*** Supplied material ***

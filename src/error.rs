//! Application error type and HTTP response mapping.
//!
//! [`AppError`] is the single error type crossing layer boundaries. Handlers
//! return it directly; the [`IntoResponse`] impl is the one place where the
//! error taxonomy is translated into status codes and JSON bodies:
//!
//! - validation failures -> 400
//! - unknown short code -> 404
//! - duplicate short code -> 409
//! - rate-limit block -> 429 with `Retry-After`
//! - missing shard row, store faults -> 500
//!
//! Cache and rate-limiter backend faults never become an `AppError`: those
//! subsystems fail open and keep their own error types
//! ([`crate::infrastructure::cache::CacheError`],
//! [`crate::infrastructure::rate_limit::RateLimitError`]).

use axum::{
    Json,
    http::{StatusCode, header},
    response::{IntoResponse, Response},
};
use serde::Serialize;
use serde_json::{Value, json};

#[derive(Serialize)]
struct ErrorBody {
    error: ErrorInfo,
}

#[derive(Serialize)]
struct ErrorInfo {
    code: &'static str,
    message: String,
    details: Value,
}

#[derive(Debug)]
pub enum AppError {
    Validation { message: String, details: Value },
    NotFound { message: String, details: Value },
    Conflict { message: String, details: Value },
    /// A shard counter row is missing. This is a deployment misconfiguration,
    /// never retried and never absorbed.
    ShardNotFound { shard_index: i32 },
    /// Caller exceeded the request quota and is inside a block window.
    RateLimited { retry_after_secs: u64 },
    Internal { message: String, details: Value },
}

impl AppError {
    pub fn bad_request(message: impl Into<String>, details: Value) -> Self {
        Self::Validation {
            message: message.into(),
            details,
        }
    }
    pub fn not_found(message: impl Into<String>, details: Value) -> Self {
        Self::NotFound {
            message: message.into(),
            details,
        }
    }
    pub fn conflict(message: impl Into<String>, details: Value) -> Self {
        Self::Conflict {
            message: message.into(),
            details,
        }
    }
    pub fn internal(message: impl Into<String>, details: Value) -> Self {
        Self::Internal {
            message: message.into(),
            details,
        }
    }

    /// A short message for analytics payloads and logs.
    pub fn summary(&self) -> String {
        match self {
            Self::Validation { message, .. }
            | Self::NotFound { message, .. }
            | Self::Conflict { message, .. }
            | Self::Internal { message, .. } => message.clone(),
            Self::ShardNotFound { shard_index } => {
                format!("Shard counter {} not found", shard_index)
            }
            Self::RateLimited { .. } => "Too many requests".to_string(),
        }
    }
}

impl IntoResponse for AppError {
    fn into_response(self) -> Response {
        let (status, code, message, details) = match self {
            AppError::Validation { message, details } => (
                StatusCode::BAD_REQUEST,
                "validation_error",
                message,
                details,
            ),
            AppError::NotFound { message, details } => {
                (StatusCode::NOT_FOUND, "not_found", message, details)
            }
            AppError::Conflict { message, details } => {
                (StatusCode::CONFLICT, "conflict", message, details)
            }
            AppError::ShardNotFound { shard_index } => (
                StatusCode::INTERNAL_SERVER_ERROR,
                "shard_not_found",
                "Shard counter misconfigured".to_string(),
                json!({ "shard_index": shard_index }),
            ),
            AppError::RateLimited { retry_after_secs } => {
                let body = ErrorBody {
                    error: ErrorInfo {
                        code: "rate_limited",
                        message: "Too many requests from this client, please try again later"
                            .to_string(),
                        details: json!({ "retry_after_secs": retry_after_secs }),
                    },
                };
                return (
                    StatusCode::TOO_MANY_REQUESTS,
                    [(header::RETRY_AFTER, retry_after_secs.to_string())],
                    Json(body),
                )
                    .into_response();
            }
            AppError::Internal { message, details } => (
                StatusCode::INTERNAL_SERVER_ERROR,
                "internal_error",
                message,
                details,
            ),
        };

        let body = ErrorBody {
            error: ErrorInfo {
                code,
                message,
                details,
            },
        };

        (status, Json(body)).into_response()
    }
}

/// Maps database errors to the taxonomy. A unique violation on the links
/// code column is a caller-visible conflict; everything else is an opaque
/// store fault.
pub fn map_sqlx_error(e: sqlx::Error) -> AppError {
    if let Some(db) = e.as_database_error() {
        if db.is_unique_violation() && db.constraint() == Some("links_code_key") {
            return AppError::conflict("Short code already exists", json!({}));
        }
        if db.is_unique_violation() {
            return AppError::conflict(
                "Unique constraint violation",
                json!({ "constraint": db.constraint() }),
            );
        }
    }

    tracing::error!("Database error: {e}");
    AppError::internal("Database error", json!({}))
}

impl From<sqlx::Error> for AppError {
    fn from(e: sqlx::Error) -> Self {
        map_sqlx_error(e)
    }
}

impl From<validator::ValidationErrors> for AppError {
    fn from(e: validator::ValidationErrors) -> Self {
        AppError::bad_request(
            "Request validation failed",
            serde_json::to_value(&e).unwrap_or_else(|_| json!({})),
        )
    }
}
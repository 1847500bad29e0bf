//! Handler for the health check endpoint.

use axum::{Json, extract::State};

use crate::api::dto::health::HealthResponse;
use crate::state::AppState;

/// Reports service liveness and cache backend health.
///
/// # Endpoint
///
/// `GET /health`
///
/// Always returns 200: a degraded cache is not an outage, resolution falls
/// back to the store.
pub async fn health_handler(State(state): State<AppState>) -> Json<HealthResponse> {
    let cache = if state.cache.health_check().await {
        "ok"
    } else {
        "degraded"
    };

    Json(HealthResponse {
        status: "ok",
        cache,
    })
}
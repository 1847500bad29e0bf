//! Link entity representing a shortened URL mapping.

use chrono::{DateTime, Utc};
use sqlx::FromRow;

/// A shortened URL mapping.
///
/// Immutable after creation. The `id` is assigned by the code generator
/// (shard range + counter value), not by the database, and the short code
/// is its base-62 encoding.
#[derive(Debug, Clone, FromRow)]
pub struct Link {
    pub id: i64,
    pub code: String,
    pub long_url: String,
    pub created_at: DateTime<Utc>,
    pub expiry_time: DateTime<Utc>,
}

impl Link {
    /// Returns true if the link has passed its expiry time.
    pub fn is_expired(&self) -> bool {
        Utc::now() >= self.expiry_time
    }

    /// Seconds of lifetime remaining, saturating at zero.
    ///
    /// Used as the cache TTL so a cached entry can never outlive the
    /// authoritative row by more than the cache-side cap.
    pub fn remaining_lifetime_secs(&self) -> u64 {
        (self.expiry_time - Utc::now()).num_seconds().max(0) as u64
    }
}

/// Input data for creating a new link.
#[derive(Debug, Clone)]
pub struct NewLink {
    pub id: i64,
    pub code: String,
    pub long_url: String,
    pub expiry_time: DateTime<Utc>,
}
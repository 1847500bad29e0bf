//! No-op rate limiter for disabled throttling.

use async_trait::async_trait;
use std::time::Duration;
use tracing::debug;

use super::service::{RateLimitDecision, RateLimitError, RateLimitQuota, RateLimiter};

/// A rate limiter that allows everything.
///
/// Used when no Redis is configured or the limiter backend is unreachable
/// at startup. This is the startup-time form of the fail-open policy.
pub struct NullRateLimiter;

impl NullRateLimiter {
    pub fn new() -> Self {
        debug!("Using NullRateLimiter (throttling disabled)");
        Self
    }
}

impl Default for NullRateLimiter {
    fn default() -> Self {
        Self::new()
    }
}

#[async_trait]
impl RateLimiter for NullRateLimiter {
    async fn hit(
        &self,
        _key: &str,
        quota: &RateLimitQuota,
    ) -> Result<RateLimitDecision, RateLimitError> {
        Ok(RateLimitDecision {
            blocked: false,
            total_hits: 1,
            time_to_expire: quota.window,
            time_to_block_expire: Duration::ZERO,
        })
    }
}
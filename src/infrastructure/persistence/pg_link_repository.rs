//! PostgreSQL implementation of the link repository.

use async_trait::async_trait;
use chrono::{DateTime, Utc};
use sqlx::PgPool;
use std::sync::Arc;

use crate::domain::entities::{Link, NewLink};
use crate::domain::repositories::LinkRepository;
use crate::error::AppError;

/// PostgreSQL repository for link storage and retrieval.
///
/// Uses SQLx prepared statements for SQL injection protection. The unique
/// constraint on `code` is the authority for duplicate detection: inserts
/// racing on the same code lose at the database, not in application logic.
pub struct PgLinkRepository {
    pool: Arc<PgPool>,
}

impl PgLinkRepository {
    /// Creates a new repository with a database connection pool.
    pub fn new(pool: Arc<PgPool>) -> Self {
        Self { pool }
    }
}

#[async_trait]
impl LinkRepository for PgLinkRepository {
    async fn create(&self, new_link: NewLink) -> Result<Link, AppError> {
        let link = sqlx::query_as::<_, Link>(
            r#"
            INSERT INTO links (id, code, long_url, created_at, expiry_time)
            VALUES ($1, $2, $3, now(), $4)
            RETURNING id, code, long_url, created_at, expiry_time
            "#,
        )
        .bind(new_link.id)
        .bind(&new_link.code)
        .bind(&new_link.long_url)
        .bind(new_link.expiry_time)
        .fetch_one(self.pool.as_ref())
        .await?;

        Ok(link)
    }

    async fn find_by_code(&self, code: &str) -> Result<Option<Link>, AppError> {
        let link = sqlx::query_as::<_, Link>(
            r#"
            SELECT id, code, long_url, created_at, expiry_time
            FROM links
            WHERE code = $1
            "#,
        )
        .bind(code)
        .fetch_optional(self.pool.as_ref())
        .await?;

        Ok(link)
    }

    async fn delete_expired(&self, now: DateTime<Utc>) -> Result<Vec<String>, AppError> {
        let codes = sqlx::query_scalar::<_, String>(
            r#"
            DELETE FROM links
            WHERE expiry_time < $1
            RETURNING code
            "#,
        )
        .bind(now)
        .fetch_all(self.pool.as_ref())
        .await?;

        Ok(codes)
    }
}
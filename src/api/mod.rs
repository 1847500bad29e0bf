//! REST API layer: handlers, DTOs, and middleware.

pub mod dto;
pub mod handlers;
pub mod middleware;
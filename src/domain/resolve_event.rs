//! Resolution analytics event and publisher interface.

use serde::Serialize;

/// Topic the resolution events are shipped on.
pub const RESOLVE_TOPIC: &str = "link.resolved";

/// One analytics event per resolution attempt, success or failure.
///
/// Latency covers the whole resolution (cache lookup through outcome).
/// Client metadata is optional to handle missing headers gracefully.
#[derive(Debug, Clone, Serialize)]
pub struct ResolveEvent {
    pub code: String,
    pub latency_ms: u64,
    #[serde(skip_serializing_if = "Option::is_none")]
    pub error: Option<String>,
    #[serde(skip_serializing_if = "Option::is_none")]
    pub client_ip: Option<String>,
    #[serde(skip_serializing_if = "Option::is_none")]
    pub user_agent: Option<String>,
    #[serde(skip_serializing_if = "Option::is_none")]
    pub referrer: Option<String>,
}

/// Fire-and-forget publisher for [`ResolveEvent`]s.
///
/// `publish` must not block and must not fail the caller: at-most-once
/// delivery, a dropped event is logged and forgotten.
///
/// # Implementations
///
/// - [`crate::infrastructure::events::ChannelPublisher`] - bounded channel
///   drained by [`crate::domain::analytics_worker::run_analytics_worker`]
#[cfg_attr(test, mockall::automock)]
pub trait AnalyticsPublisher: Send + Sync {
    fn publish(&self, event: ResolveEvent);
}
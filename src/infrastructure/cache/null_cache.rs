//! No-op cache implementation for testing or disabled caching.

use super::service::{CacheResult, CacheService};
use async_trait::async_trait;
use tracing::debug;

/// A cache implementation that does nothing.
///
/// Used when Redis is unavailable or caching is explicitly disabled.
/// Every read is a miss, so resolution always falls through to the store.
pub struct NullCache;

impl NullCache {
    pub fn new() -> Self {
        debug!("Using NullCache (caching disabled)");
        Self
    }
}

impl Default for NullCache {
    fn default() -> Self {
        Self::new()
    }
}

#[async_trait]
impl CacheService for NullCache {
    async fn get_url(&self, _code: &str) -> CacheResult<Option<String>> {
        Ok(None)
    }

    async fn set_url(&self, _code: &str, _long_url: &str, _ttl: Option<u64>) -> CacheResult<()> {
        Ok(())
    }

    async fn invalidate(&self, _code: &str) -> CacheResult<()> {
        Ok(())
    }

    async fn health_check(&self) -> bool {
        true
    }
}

*** End of Supplied material ***
*** Supplied material ***

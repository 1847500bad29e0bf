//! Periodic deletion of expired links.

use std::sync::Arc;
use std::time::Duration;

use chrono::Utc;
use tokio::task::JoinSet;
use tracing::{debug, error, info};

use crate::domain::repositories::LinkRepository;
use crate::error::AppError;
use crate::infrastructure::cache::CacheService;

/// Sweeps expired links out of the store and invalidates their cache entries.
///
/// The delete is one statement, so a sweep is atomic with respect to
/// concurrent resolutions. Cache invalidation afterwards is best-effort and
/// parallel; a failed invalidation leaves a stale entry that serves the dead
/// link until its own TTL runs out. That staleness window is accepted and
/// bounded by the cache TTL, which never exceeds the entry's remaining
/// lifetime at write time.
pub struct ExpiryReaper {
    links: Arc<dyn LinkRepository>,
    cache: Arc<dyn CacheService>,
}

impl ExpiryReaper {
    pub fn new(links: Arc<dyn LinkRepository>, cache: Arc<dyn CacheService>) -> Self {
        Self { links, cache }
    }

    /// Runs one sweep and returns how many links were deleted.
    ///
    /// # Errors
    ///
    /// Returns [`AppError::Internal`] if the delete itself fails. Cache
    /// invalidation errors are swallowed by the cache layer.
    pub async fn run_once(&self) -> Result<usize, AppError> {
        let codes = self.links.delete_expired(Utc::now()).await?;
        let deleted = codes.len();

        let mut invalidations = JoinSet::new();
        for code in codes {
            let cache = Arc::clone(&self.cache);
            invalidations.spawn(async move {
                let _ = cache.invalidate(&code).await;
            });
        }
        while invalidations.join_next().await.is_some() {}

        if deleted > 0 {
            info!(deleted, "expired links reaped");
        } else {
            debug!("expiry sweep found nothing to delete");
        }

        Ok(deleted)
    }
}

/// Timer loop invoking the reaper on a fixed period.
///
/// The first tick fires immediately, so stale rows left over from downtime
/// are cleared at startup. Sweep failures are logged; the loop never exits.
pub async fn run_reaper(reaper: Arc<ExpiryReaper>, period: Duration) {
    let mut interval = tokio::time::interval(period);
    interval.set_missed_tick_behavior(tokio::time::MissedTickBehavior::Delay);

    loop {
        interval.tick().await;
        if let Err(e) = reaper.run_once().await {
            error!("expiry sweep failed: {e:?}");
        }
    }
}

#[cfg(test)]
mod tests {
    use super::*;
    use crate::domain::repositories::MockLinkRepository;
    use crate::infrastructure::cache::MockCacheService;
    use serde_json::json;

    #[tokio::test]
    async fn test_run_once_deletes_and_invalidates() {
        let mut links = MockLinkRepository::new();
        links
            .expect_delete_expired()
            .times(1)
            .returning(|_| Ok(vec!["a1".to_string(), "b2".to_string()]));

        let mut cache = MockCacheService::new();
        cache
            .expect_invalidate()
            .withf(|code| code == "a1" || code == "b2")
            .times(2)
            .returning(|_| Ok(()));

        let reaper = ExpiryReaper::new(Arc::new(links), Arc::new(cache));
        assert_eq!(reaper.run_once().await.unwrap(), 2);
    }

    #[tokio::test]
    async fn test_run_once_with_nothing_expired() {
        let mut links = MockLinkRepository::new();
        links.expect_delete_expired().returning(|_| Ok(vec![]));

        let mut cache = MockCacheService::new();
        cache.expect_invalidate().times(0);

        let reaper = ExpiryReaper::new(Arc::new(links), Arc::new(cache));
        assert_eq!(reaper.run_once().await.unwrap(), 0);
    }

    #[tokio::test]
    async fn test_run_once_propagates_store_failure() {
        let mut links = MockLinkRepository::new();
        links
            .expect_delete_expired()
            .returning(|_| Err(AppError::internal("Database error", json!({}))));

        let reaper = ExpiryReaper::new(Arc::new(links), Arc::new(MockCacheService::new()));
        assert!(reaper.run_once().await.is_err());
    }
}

*** End of Supplied material ***
*** Supplied material ***

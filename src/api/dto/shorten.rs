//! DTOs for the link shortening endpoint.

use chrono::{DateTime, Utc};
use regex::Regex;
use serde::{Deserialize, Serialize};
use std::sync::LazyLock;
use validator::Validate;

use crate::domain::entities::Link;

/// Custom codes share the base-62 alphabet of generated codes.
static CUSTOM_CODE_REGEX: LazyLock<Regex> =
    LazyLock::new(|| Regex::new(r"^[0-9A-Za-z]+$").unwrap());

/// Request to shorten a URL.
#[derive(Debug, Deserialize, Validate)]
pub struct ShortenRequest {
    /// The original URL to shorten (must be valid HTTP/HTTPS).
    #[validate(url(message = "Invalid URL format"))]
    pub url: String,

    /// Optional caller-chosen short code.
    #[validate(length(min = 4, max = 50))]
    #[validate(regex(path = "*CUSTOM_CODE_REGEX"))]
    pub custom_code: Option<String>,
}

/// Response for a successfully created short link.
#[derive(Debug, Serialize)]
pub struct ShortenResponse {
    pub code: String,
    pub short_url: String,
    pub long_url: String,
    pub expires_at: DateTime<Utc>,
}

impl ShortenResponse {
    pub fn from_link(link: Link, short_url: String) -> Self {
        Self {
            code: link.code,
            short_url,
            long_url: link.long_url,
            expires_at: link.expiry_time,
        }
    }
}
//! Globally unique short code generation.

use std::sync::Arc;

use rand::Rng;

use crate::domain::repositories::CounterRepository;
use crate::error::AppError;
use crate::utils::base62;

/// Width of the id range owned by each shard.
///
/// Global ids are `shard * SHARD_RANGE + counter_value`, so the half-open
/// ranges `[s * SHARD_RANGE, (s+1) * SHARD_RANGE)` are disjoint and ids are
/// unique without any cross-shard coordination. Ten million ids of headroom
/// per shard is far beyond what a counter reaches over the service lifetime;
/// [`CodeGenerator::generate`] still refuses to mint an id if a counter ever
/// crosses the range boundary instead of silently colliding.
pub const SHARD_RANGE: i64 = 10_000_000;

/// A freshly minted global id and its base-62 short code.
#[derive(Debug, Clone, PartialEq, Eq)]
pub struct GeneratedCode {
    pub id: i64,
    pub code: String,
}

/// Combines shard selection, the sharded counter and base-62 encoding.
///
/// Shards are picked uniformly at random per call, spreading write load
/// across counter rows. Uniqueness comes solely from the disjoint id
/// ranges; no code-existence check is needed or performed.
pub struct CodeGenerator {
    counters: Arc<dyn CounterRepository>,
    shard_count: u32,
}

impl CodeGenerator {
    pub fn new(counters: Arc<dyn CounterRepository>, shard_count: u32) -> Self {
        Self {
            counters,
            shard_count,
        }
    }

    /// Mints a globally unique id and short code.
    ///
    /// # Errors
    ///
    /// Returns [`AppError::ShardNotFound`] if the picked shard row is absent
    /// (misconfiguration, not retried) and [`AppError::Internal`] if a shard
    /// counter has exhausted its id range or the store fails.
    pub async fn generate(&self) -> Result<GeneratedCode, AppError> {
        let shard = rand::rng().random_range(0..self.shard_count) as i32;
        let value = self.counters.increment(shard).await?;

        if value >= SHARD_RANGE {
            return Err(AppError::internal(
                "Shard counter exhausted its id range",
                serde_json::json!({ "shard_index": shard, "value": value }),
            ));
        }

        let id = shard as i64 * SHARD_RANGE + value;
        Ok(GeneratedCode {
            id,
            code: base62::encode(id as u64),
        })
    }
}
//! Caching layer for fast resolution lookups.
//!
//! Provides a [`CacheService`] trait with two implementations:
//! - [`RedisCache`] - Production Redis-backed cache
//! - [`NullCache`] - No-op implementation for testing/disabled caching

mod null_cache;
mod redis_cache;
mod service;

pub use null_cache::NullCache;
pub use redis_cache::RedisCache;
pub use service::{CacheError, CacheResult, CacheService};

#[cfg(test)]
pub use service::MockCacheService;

*** End of Supplied material ***

§ **Exercise objective**
Scan the entries for the word "bool". Report each line that has it.

§ **Exercise output**
    pub fn is_expired(&self) -> bool {
    async fn health_check(&self) -> bool {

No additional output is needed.